We woke before dawn and were on the road at first light to avoid both the heat and traffic on Highway 132. We had six or seven miles of walking that morning to get to Coulterville. We were definitely climbing into the foothills. The landscape was no longer rolling hills; it was scrubby hillsides. The rock outcroppings, yesterday little tombstones were today full blown mountains. We once again found paintbrush and Yerba Santa. At first I thought there was little lavender wildflower growing up through the black green foliage of the Yerba Santa, but then realized was flowering.
We came to a panoramic overlook. For as far as the eye could see there were only rocks and wildflowers, shrubs and brush, fields and trees. It seemed so pitiful that we had to walk through this wilderness on such a busy paved road. We kept looking for the old road wishing we could walk it instead. We saw cuts in the hillside above, and once we found a real trace: three large flat pieces of granite made a bridge over a little drainage. It was just wide enough for a horse cart and I thought about how the roads of the past must have been narrow paths through the wild landscape. What a pleasure it would have been to walk those roads, rather than our wide and barren swath of pavement. But there was no other option. Why have we created a world without little roads for walking?
As we walked, people waved. This was different than usual and we wondered about it. Were people really that much more friendly in the small towns of the foothills? We arrived at the old school house in Coulterville, where we were scheduled to talk. Folks came up to us saying that they had seen us walking on the road, and had waved, but didn't want to slow our progress by stopping to talk. (As if there were anywhere to stop on that steep busy winding road.) Mystery explained. There was a big crowd for the talk. We showed our maps and told stories about the ramble. We talked about what we were doing to promote the legacy of John Muir and walking as both a valuable pursuit and a viable a way to get somewhere.
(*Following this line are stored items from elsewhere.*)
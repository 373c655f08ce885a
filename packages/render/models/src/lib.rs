#![cfg_attr(feature = "fail-on-warnings", deny(warnings))]
#![warn(clippy::all, clippy::pedantic, clippy::nursery, clippy::cargo)]
#![allow(clippy::multiple_crate_versions)]

//! Scene descriptions produced by the rendering pipeline.
//!
//! A scene is the complete, already-encoded description of one rendering:
//! every color, radius, and rank is final. The presentation layer draws a
//! scene without touching the statistics tables, so these types are the
//! whole contract between the pipeline and any frontend.

use fleet_map_fleet_models::Coordinates;
use serde::Serialize;

/// Default map center: the geographic center of Kazakhstan.
pub const DEFAULT_MAP_CENTER: Coordinates = Coordinates {
    latitude: 48.0196,
    longitude: 66.9237,
};

/// Default map zoom level.
pub const DEFAULT_MAP_ZOOM: u8 = 5;

/// A renderable scene, tagged by the strategy that produced it.
#[derive(Debug, Clone, Serialize)]
#[serde(tag = "kind", rename_all = "camelCase")]
pub enum Scene {
    /// Region boundaries filled by metric value.
    Choropleth(ChoroplethScene),
    /// Sized, classified circle per region.
    PointMap(PointMapScene),
    /// Regions ranked by metric value.
    BarChart(BarChartScene),
}

impl Scene {
    /// Short name of the strategy that produced the scene.
    #[must_use]
    pub const fn kind(&self) -> &'static str {
        match self {
            Self::Choropleth(_) => "choropleth",
            Self::PointMap(_) => "pointMap",
            Self::BarChart(_) => "barChart",
        }
    }
}

/// A choropleth map: filled region boundaries on a continuous color scale.
#[derive(Debug, Clone, Serialize)]
#[serde(rename_all = "camelCase")]
pub struct ChoroplethScene {
    /// Canonical metric selection that produced the scene.
    pub metric: String,
    /// Human-readable metric label for the legend.
    pub metric_label: String,
    /// Palette name used by the scale.
    pub palette: String,
    /// Map center.
    pub center: Coordinates,
    /// Initial zoom level.
    pub zoom: u8,
    /// Continuous scale legend.
    pub legend: ScaleLegend,
    /// One entry per bound region.
    pub regions: Vec<ChoroplethRegion>,
}

/// One filled region of a choropleth.
#[derive(Debug, Clone, Serialize)]
#[serde(rename_all = "camelCase")]
pub struct ChoroplethRegion {
    /// Stable region identifier.
    pub region_id: String,
    /// Display name for tooltips.
    pub name: String,
    /// Resolved metric value.
    pub value: f64,
    /// Fill color as `#rrggbb`.
    pub color: String,
    /// Boundary geometry (GeoJSON Polygon or `MultiPolygon`), passed
    /// through from the geometry source untouched.
    pub geometry: geojson::Geometry,
}

/// Continuous scale legend: value bounds plus the ramp used between them.
#[derive(Debug, Clone, Serialize)]
#[serde(rename_all = "camelCase")]
pub struct ScaleLegend {
    /// Smallest resolved value.
    pub min: f64,
    /// Largest resolved value.
    pub max: f64,
    /// Ramp stops as `#rrggbb`, low to high.
    pub stops: Vec<String>,
}

/// A point map: one sized, classified circle per region.
#[derive(Debug, Clone, Serialize)]
#[serde(rename_all = "camelCase")]
pub struct PointMapScene {
    /// Canonical metric selection that sized the circles.
    pub metric: String,
    /// Human-readable metric label.
    pub metric_label: String,
    /// Map center.
    pub center: Coordinates,
    /// Initial zoom level.
    pub zoom: u8,
    /// Classification legend for the circle colors.
    pub legend: BinLegend,
    /// One circle per region.
    pub points: Vec<MapPoint>,
}

/// One circle on a point map.
#[derive(Debug, Clone, Serialize)]
#[serde(rename_all = "camelCase")]
pub struct MapPoint {
    /// Stable region identifier.
    pub region_id: String,
    /// Display name for tooltips.
    pub name: String,
    /// Circle center latitude.
    pub latitude: f64,
    /// Circle center longitude.
    pub longitude: f64,
    /// Resolved metric value the radius encodes.
    pub value: f64,
    /// Circle radius in meters.
    pub radius_meters: f64,
    /// Classification color as `#rrggbb`.
    pub color: String,
}

/// Discrete classification legend.
#[derive(Debug, Clone, Serialize)]
#[serde(rename_all = "camelCase")]
pub struct BinLegend {
    /// Label of the metric the classification is computed from. May differ
    /// from the sized metric: point maps always classify by the per-capita
    /// rate.
    pub metric_label: String,
    /// Ascending bin thresholds.
    pub thresholds: Vec<f64>,
    /// One color per bin, `thresholds.len() + 1` entries.
    pub colors: Vec<String>,
}

/// A bar chart: regions ranked by metric value, descending.
#[derive(Debug, Clone, Serialize)]
#[serde(rename_all = "camelCase")]
pub struct BarChartScene {
    /// Canonical metric selection.
    pub metric: String,
    /// Human-readable metric label for the value axis.
    pub metric_label: String,
    /// Ranked bars, largest value first.
    pub bars: Vec<Bar>,
}

/// One ranked bar.
#[derive(Debug, Clone, Serialize)]
#[serde(rename_all = "camelCase")]
pub struct Bar {
    /// Stable region identifier.
    pub region_id: String,
    /// Display name for the category axis.
    pub label: String,
    /// Resolved metric value.
    pub value: f64,
}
After the presentation concluded, I was handed a card with the name and number of Yvonne Bennette, who was thought to have already researched Muir's route from La Grange to Greeley Hill when doing research to create a John Muir Historical route. They thought her route followed an old road to the north of Highway 132. Our research showed that Muir came up what was known on the 1897 map as the "Coulterville Turnpike", and is now the 132. But we sort of hoped we were wrong, so that our Trans-California Ramble could bypass that dangerous stretch of the walk. We gave Yvonne a call and she said, "Come on over." We drove.
On the way there I noticed a fellow on the side of the road, lying in the midst of a sea of yellow flowers, on a raw serpentine slope created by the crew that cut the road. I thought he would be painting, like Donna, so I stopped to find out what he was up to. His name was William Sarento and he had a camera, not a paintbrush. He was up from Modesto, photographing the yellow monkey flower, through the raking sunlight, with a close-up lens. "I have to get at least three colors. This has the green of the rock, the yellow of the flower and the warm rose color underneath that no one ever sees unless they stop to look." He worked patiently, silently, lying close to the ground, moving his camera inch by inch until the perfect image appeared. To myself I thought, "He's like a hunter, up from the valley, out in the foothills seeking his prey." Then Donna said to me, "He is student of the wilderness, like Muir, like you and I."
Yvonne had a goat ranch on Penon Blanco Rd, which runs basically parallel to 132, just to the north. (Yvonne: "Goat is good meat. The whole rest of the world eats goat, but our government just promotes beef.") She was certain Muir had used Penon Blanco on his famous 1869 "First Summer in the Sierra" trip with the sheep because one of the sketches he made was of a meadow and hillside on her property. She took us to see the place. It seemed right. Penon Blanco may have been the road Muir took in 1869, but did he take it in 1868? We based our route on information from the earliest map we could find, an 1897 map of Mariposa County. It showed the Coulterville Turnpike where Highway 132 is now. Penon Blanco would have been a much nicer walk, but it does not actually go to Coulterville. It crosses on Highway 49 a couple miles north of town. Yvonne said that it used to connect to the Greeley Hill/Coulterville Road at Dogtown Road, but now it ends in private property. We left thinking that we needed to find if the Turnpike existed in 1868.
After visiting Yvonne, we drove to Mariposa to rest, write, do research in the Mariposa History Museum, and to let a few days pass so Muir could catch up with us. I know I have probably said this before, but it is our justification for waiting: Muir said after leaving the valley he was in bed with malarial fever for 4 or 5 days, and 1868 was a leap year, so we decided to wait for 6 days before tackling the Sierra, hoping that there will be sunny days and the snow at Crane Flat will melt.